An outlandish wardrobe and a talent for self-promotion have got Mihlály Orosz, the radical right-wing village mayor of Érpatak, significant national and even international press coverage. Recently Orosz claimed Nazi collaborator, Hungarian Arrow Cross leader Ferenc Szálasi was the “last legally elected Hungarian leader in 1944″. Earlier this month he hanged two Israeli leaders in effigy in a PR stunt that received international coverage.
Orosz is known for the so-called “Érpatak model” of zero tolerance when it comes to law enforcement and sentencing those convicted of crimes to hard physical labor. Fidesz-linked daily Magyar Nemzet praised the mayor for “exceptional work” in cutting crime rates, even referring to the north-eastern village as “the Érpatak Miracle”.
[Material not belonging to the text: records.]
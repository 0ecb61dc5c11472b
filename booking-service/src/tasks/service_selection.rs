use std::sync::Arc;

use async_trait::async_trait;
use tracing::info;
use wizard_flow::{Context, Result, Task, TaskResult};

use super::navigation::{StepInput, navigate};
use super::session_keys;
use super::types::NavigationCommand;
use crate::models::WizardStep;
use crate::notifications::ToastBus;

/// Step 1: pick a service from the catalogue
pub struct ServiceSelectionTask {
    toasts: Arc<ToastBus>,
}

impl ServiceSelectionTask {
    pub fn new(toasts: Arc<ToastBus>) -> Self {
        Self { toasts }
    }
}

#[async_trait]
impl Task for ServiceSelectionTask {
    fn id(&self) -> &str {
        WizardStep::ServiceSelection.task_id()
    }

    async fn run(&self, context: Context) -> Result<TaskResult> {
        let mut input = StepInput::load(&context).await;

        // the catalogue knows the category of the chosen service
        if input.command == Some(NavigationCommand::Next) && input.draft.category.trim().is_empty() {
            let category = input
                .catalogue
                .iter()
                .find(|service| service.service_id == input.draft.service_id)
                .map(|service| service.category.clone())
                .filter(|category| !category.is_empty());
            if let Some(category) = category {
                info!(
                    session_id = %input.session_id,
                    service_id = %input.draft.service_id,
                    category = %category,
                    "filled category from catalogue"
                );
                input.draft.category = category;
                context.set(session_keys::DRAFT, &input.draft).await?;
            }
        }

        navigate(WizardStep::ServiceSelection, &input, &context, &self.toasts).await
    }
}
However a study of the village conducted by the ethnographist and Roma studies expert Pál Nagy paints a very different picture, depicting a deep and frightening culture. Having originally returned to his home village to carry out extensive research about Érpatak’s 200-year-old Roma community, Nagy soon changed its focus after several local Gypsies were attacked and arrested. According to Nagy, Orosz’s “far-right utopia” merely means stricter Roma segregation combined with intimidation and violence against political opponents. Orosz, who has been mayor since 2005, is an omnipotent figure who intimidates his subjects, disseminates global conspiracy theories and far-right ideology, and metes out punishment on any dissenters, Nagy found.
Although Orosz often claimed that his model “does not differentiate on the basis of race or ethnicity”, according to Nagy it is almost exclusively Roma people who suffer from the increased level of administrational violence and humiliation.
“Orosz has abused his legislative framework, often engaging in vigilantism, consciously following a peculiar ideological mix of anti-democratic beliefs and strong influence of Arrow Cross,” Nagy adds.
“This was not the life of bourgeoisie at the beginning of the 21st Century, but rather the many misuses of power characteristic of the 17th century,” writes Nagy, adding that “most of the widespread abuses in Érpatak have gone unreported.” By way of example he cites “the police chief of nearby Újfehértó, who is a personal friend of Orosz, who made Érpatak public works employees scrub the stairs of the police station with toothbrushes”.
Another case study comes from 2011, when local police arrested two elderly Roma men for living in small shacks in a forest near the village. In their absence their living quarters and most of their personal belongings were set on fire and destroyed. Nagy suspects the arson was committed by the mayor’s men, to prevent the arrested men from returning home. On another occasion, Orosz told the local social workers to introduce compulsory IUDs for all of the Roma women in Érpatak.
In 2004 Érpatak was a poor village with a 20% unemployment rate. After taking power as an independent the following year Orosz positioned himself alongside the far-right and started patrolling the streets and collecting payment for utility bills by force. According to Orosz, his drastic methods resulted in a rapid increase in payments.
After the series of racially motivated murders of Roma people that took place in Hungary in 2008-09, many right-wingers began to talk of Érpatak as a successful model of establishing law and order, not least Orosz himself.
The foundational thought of this model was the separation of “constructive” and destructive” elements within society: he changed the local welfare distribution system to serve only those he had listed as “constructive” elements of the village and “declared war” on the rest.
According to Nagy, Orosz borrows most of his views from a philosopher named András László, publishing two of his books through his own church Sofia Perennis, and even awarding himself a “doctorate” through one of these churches. “These are signs of the twisted self-image he promotes,” according to Nagy.
Civil Liberties Union’s Roma Program sent its representative Gábor Szöllősi to write a report on the developments at Érpatak. It spoke about Orosz establishing his own “field guards”, founding his own “knightly order” and beginning to use the self-acclaimed titles of “PhD” and “Knight”. Szöllősi claims Orosz harassed him regularly and even ordered his beating last year.
Local resident Ferenc Polyák originally supported the mayor, but after turning against his “model society” suffered an attack on his house that involved a lit Molotov cocktail being thrown through his window. Polyák said he suspects that Orosz had a role in the attack.
Érpatak’s official webpage also offers a window on Orosz’s worldview, especially in a separate section on his favored conspiracy theories, such as 9/11 being “an inside job” on the part of the US government and the existence and global influence of the secret society The Illuminati.
Nagy says the combination of Orosz’s far-right ideology and his need for the spotlight have merely helped to “preserve extreme poverty” and destroy individual rights.